Franciscus Bonae Spei (20 June 1617 — 5 January 1677) was a Catholic scholastic theologian and philosopher.

He was born in Lille under the name of François Crespin, and entered the Carmelite order (Ancient Observance) in 1635 under the religious name of Franciscus Bonae Spei (Brother Francis of Good Hope). During many years, he taught philosophy and theology in Leuven. He also held numerous charges within his order: he was Provincial, traveled three times to Rome and twice to Madrid, and died as prior of the Carmelite convent in Brussels. He wrote two vast philosophy and theology courses, of high quality. As all reformed Carmelites, he follows broadly the doctrine of Thomism, but discussed numerous contemporary issues. An important philosophical dispute has opposed him to the Spanish Cistercian Juan Caramuel y Lobkowitz. He died in Brussels, aged 59.

==Printed Works==
- Commentarii tres in universam Aristotelis philosophiam, Brussels, 1652.

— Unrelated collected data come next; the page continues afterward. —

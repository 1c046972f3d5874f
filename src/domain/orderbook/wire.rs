//! Wire types for `v4_orderbook` frames.

use crate::error::FrameError;
use crate::shared::ChannelId;
use rust_decimal::Decimal;
use serde::{Deserialize, Serialize};
use serde_json::Value;

/// Envelope of a forwarded `v4_orderbook` frame.
#[derive(Debug, Clone, Deserialize)]
pub struct OrderbookFrame {
    #[serde(rename = "type")]
    pub kind: String,
    pub id: ChannelId,
    #[serde(default)]
    pub message_id: u64,
    #[serde(default)]
    pub contents: Value,
}

/// Full book sent in the `subscribed` frame.
#[derive(Debug, Clone, Default, PartialEq, Serialize, Deserialize)]
pub struct SnapshotContents {
    #[serde(default)]
    pub bids: Vec<SnapshotLevel>,
    #[serde(default)]
    pub asks: Vec<SnapshotLevel>,
}

#[derive(Debug, Clone, PartialEq, Serialize, Deserialize)]
pub struct SnapshotLevel {
    pub price: Decimal,
    pub size: Decimal,
}

/// Incremental update: `[price, size]` pairs, size `0` removes the level.
#[derive(Debug, Clone, Default, PartialEq, Serialize, Deserialize)]
pub struct DeltaContents {
    #[serde(default)]
    pub bids: Vec<(Decimal, Decimal)>,
    #[serde(default)]
    pub asks: Vec<(Decimal, Decimal)>,
}

/// Decoded orderbook update.
#[derive(Debug, Clone, PartialEq)]
pub enum OrderbookUpdate {
    Snapshot {
        message_id: u64,
        contents: SnapshotContents,
    },
    Deltas {
        message_id: u64,
        deltas: Vec<DeltaContents>,
    },
}

impl OrderbookFrame {
    pub fn parse(text: &str) -> Result<Self, FrameError> {
        Ok(serde_json::from_str(text)?)
    }

    /// Decode the contents according to the frame type.
    ///
    /// Returns `Ok(None)` for frame types that carry no book data.
    pub fn decode(&self) -> Result<Option<OrderbookUpdate>, FrameError> {
        let update = match self.kind.as_str() {
            "subscribed" => OrderbookUpdate::Snapshot {
                message_id: self.message_id,
                contents: SnapshotContents::deserialize(&self.contents)?,
            },
            "channel_data" => OrderbookUpdate::Deltas {
                message_id: self.message_id,
                deltas: vec![DeltaContents::deserialize(&self.contents)?],
            },
            "channel_batch_data" => OrderbookUpdate::Deltas {
                message_id: self.message_id,
                deltas: Vec::<DeltaContents>::deserialize(&self.contents)?,
            },
            _ => return Ok(None),
        };
        Ok(Some(update))
    }
}
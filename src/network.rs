//! Network URL constants.

/// Default WebSocket URL of the public market-data feed.
pub const DEFAULT_WS_URL: &str = "wss://indexer.dydx.trade/v4/ws";

/// Origin of a URL as `scheme://host[:port]`, the key receipts are recorded under.
///
/// Default ports are omitted, matching how browsers serialize origins.
pub fn origin_of(url: &url::Url) -> String {
    url.origin().ascii_serialization()
}
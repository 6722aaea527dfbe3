//! Persistence layer: SQLite via sqlx.
//!
//! Connection pool management, timestamp helpers, models, and repositories.

pub mod models;
pub mod repositories;
pub mod time;

use std::str::FromStr;
use std::time::Duration;

use sqlx::sqlite::{SqliteConnectOptions, SqliteJournalMode, SqlitePoolOptions, SqliteSynchronous};
use sqlx::{Pool, Sqlite};

use crate::Result;

/// Database connection pool type alias.
pub type DbPool = Pool<Sqlite>;

/// Default connection pool size.
const DEFAULT_POOL_SIZE: u32 = 5;

/// Default busy timeout in milliseconds.
const DEFAULT_BUSY_TIMEOUT_MS: u64 = 30_000;

async fn apply_per_connection_pragmas(
    conn: &mut sqlx::SqliteConnection,
) -> std::result::Result<(), sqlx::Error> {
    // Keep the WAL from growing without bound between checkpoints.
    sqlx::query("PRAGMA wal_autocheckpoint = 500")
        .execute(&mut *conn)
        .await?;

    sqlx::query("PRAGMA cache_size = -8000")
        .execute(&mut *conn)
        .await?;

    sqlx::query("PRAGMA mmap_size = 268435456")
        .execute(&mut *conn)
        .await?;

    sqlx::query("PRAGMA temp_store = MEMORY")
        .execute(&mut *conn)
        .await?;

    Ok(())
}

/// Initialize the database connection pool with WAL mode enabled.
pub async fn init_pool(database_url: &str) -> Result<DbPool> {
    let connect_options = SqliteConnectOptions::from_str(database_url)?
        .journal_mode(SqliteJournalMode::Wal)
        .synchronous(SqliteSynchronous::Normal)
        .busy_timeout(Duration::from_millis(DEFAULT_BUSY_TIMEOUT_MS))
        .foreign_keys(true)
        .create_if_missing(true);

    let pool = SqlitePoolOptions::new()
        .max_connections(DEFAULT_POOL_SIZE)
        .acquire_timeout(Duration::from_secs(30))
        .after_connect(|conn, _meta| {
            Box::pin(async move { apply_per_connection_pragmas(&mut *conn).await })
        })
        .connect_with(connect_options)
        .await?;

    tracing::debug!(
        "Database pool initialized with WAL mode, {} max connections",
        DEFAULT_POOL_SIZE
    );

    Ok(pool)
}

/// Run embedded migrations.
pub async fn run_migrations(pool: &DbPool) -> Result<()> {
    sqlx::migrate!("./migrations").run(pool).await?;
    tracing::info!("Database is ready");
    Ok(())
}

- Noctua belgica ad aquilam Germanicam Caramuelis qua illius ... quaestio de circumstantijs aggravantibus, ac praecipua ejusdem theologiae fundamentalis puncta, fundamentaliter discutiuntur & resolvuntur, Louvain, Typis Cypriani Coenestenii, 1657.
- Commentarii tres in universam theologiam scolasticam, Antwerp, 1667.
- Historico-theologicum carmeli armamentarium, Antwerp, apud Marcellum Parys, 1669
- Historico-theologicum carmeli armamentarium, Cologne, Typis Petri Alstorff, 1677.